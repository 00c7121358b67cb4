//! Caption Data Models
//!
//! Defines data structures for the caption pipeline, plus the two leaf
//! utilities everything else builds on: whitespace tokenization with
//! trailing-punctuation splitting, and VTT timestamp parsing.

use serde::{Deserialize, Serialize};

use crate::core::TimeSec;

// =============================================================================
// Word
// =============================================================================

/// Trailing characters split off into [`Word::punctuation`]
const TRAILING_PUNCTUATION: &[char] = &['.', ',', '!', '?', ';', ':'];

/// A single displayed word, clickable in the overlay.
#[derive(Clone, Debug, PartialEq, Eq, Serialize, Deserialize)]
#[serde(rename_all = "camelCase")]
pub struct Word {
    /// Word text without trailing punctuation
    pub text: String,
    /// Zero or one trailing character out of `.,!?;:`
    #[serde(default)]
    pub punctuation: String,
}

impl Word {
    /// Rejoins text and punctuation as originally written
    pub fn rendered(&self) -> String {
        format!("{}{}", self.text, self.punctuation)
    }
}

/// Tokenizes text on whitespace, splitting one trailing punctuation
/// character off each token.
pub fn tokenize(text: &str) -> Vec<Word> {
    text.split_whitespace()
        .map(|token| match token.chars().last() {
            Some(last) if TRAILING_PUNCTUATION.contains(&last) => Word {
                text: token[..token.len() - last.len_utf8()].to_string(),
                punctuation: last.to_string(),
            },
            _ => Word {
                text: token.to_string(),
                punctuation: String::new(),
            },
        })
        .collect()
}

// =============================================================================
// Timestamps
// =============================================================================

/// Parses a VTT-style timestamp into seconds.
///
/// Accepts `H:M:S.mmm`, `M:S.mmm`, and bare-seconds forms; commas are
/// normalized to dots. Returns `None` on anything unparseable - callers
/// drop the cue rather than failing the track.
pub fn parse_vtt_time(timestamp: &str) -> Option<TimeSec> {
    let normalized = timestamp.trim().replace(',', ".");
    let parts: Vec<&str> = normalized.split(':').collect();

    match parts.len() {
        3 => {
            let hours: f64 = parts[0].parse().ok()?;
            let minutes: f64 = parts[1].parse().ok()?;
            let seconds: f64 = parts[2].parse().ok()?;
            Some(hours * 3600.0 + minutes * 60.0 + seconds)
        }
        2 => {
            let minutes: f64 = parts[0].parse().ok()?;
            let seconds: f64 = parts[1].parse().ok()?;
            Some(minutes * 60.0 + seconds)
        }
        1 => parts[0].parse().ok(),
        _ => None,
    }
}

// =============================================================================
// Captions
// =============================================================================

/// A timed caption record as extracted from a subtitle track, before
/// segmentation.
#[derive(Clone, Debug, PartialEq, Serialize, Deserialize)]
#[serde(rename_all = "camelCase")]
pub struct RawCaption {
    /// Start time in seconds
    pub start: TimeSec,
    /// End time in seconds (always > start)
    pub end: TimeSec,
    /// Full cue text, whitespace-collapsed
    pub text: String,
    /// Tokenization of `text`
    pub words: Vec<Word>,
    /// Position within the parsed track
    pub original_index: usize,
}

impl RawCaption {
    /// Creates a raw caption, tokenizing the text
    pub fn new(start: TimeSec, end: TimeSec, text: impl Into<String>, original_index: usize) -> Self {
        let text = text.into();
        let words = tokenize(&text);
        Self {
            start,
            end,
            text,
            words,
            original_index,
        }
    }

    /// Duration of this caption in seconds
    pub fn duration(&self) -> TimeSec {
        self.end - self.start
    }
}

/// A display-ready caption unit after length/duration bounding.
#[derive(Clone, Debug, PartialEq, Serialize, Deserialize)]
#[serde(rename_all = "camelCase")]
pub struct Segment {
    /// Start time in seconds
    pub start: TimeSec,
    /// End time in seconds
    pub end: TimeSec,
    /// Displayed text
    pub text: String,
    /// Word sequence for per-word interaction
    pub words: Vec<Word>,
}

impl Segment {
    /// Duration of this segment in seconds
    pub fn duration(&self) -> TimeSec {
        self.end - self.start
    }

    /// True if the segment is visible at the given time
    pub fn is_visible_at(&self, time_sec: TimeSec) -> bool {
        time_sec >= self.start && time_sec < self.end
    }
}

impl From<RawCaption> for Segment {
    fn from(caption: RawCaption) -> Self {
        Self {
            start: caption.start,
            end: caption.end,
            text: caption.text,
            words: caption.words,
        }
    }
}

// =============================================================================
// Caption Metadata
// =============================================================================

/// Provenance class of a caption track
#[derive(Clone, Copy, Debug, Default, PartialEq, Eq, Serialize, Deserialize)]
#[serde(rename_all = "kebab-case")]
pub enum CaptionKind {
    /// Human-authored transcript; timing is trusted as-is
    Manual,
    /// Auto-generated captions; timings are padded upstream
    AutoGenerated,
    /// Parsed from a VTT track
    Vtt,
    /// Provenance not reported
    #[default]
    Unknown,
}

impl CaptionKind {
    /// Maps a free-form `subtitle_type` string from the extraction service
    pub fn from_wire(subtitle_type: &str) -> Self {
        match subtitle_type {
            "manual" => Self::Manual,
            "auto-generated" | "auto" | "generated" => Self::AutoGenerated,
            "vtt" => Self::Vtt,
            _ => Self::Unknown,
        }
    }
}

/// Metadata describing the active segment sequence
#[derive(Clone, Debug, PartialEq, Serialize, Deserialize)]
#[serde(rename_all = "camelCase")]
pub struct CaptionData {
    /// Language code (e.g. "en")
    pub language: String,
    /// Provenance class
    #[serde(default, rename = "type")]
    pub kind: CaptionKind,
    /// Source identifier (e.g. "vocaminary", "local-ytdlp")
    pub source: String,
    /// Number of caption units
    pub count: usize,
}

// =============================================================================
// Tests
// =============================================================================

#[cfg(test)]
mod tests {
    use super::*;

    // -------------------------------------------------------------------------
    // Tokenization Tests
    // -------------------------------------------------------------------------

    #[test]
    fn test_tokenize_basic() {
        let words = tokenize("Hello world");
        assert_eq!(words.len(), 2);
        assert_eq!(words[0].text, "Hello");
        assert_eq!(words[0].punctuation, "");
        assert_eq!(words[1].text, "world");
    }

    #[test]
    fn test_tokenize_splits_trailing_punctuation() {
        let words = tokenize("Wait, what?");
        assert_eq!(words[0].text, "Wait");
        assert_eq!(words[0].punctuation, ",");
        assert_eq!(words[1].text, "what");
        assert_eq!(words[1].punctuation, "?");
    }

    #[test]
    fn test_tokenize_only_last_punctuation_char() {
        // Only a single trailing character is split off
        let words = tokenize("wait...");
        assert_eq!(words[0].text, "wait..");
        assert_eq!(words[0].punctuation, ".");
    }

    #[test]
    fn test_tokenize_collapses_whitespace() {
        let words = tokenize("  a \t b\n c  ");
        assert_eq!(words.len(), 3);
    }

    #[test]
    fn test_tokenize_empty() {
        assert!(tokenize("").is_empty());
        assert!(tokenize("   ").is_empty());
    }

    #[test]
    fn test_word_rendered() {
        let word = Word {
            text: "home".to_string(),
            punctuation: ",".to_string(),
        };
        assert_eq!(word.rendered(), "home,");
    }

    // -------------------------------------------------------------------------
    // Timestamp Tests
    // -------------------------------------------------------------------------

    #[test]
    fn test_parse_vtt_time_forms() {
        assert_eq!(parse_vtt_time("00:00:01.500"), Some(1.5));
        assert_eq!(parse_vtt_time("01:30:00.000"), Some(5400.0));
        assert_eq!(parse_vtt_time("01:23.456"), Some(83.456));
        assert_eq!(parse_vtt_time("42.5"), Some(42.5));
    }

    #[test]
    fn test_parse_vtt_time_comma_separator() {
        assert_eq!(parse_vtt_time("00:00:01,500"), Some(1.5));
    }

    #[test]
    fn test_parse_vtt_time_invalid() {
        assert_eq!(parse_vtt_time("00:00:invalid"), None);
        assert_eq!(parse_vtt_time("a:b:c:d"), None);
        assert_eq!(parse_vtt_time(""), None);
    }

    // -------------------------------------------------------------------------
    // Model Tests
    // -------------------------------------------------------------------------

    #[test]
    fn test_raw_caption_tokenizes() {
        let caption = RawCaption::new(1.0, 2.5, "Hello world", 0);
        assert_eq!(caption.words.len(), 2);
        assert_eq!(caption.duration(), 1.5);
    }

    #[test]
    fn test_segment_visibility() {
        let segment = Segment {
            start: 2.0,
            end: 5.0,
            text: "Test".to_string(),
            words: tokenize("Test"),
        };
        assert!(!segment.is_visible_at(1.0));
        assert!(segment.is_visible_at(2.0));
        assert!(!segment.is_visible_at(5.0));
    }

    #[test]
    fn test_caption_kind_from_wire() {
        assert_eq!(CaptionKind::from_wire("manual"), CaptionKind::Manual);
        assert_eq!(CaptionKind::from_wire("auto"), CaptionKind::AutoGenerated);
        assert_eq!(CaptionKind::from_wire("???"), CaptionKind::Unknown);
    }

    #[test]
    fn test_caption_data_serialization_uses_type_field() {
        let data = CaptionData {
            language: "en".to_string(),
            kind: CaptionKind::Manual,
            source: "vocaminary".to_string(),
            count: 10,
        };
        let json = serde_json::to_string(&data).unwrap();
        assert!(json.contains("\"type\":\"manual\""));
        let parsed: CaptionData = serde_json::from_str(&json).unwrap();
        assert_eq!(parsed, data);
    }
}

**Your objective**
Only the number is needed: count the lines of the material that include "Provenance".

**Exercise solution**
3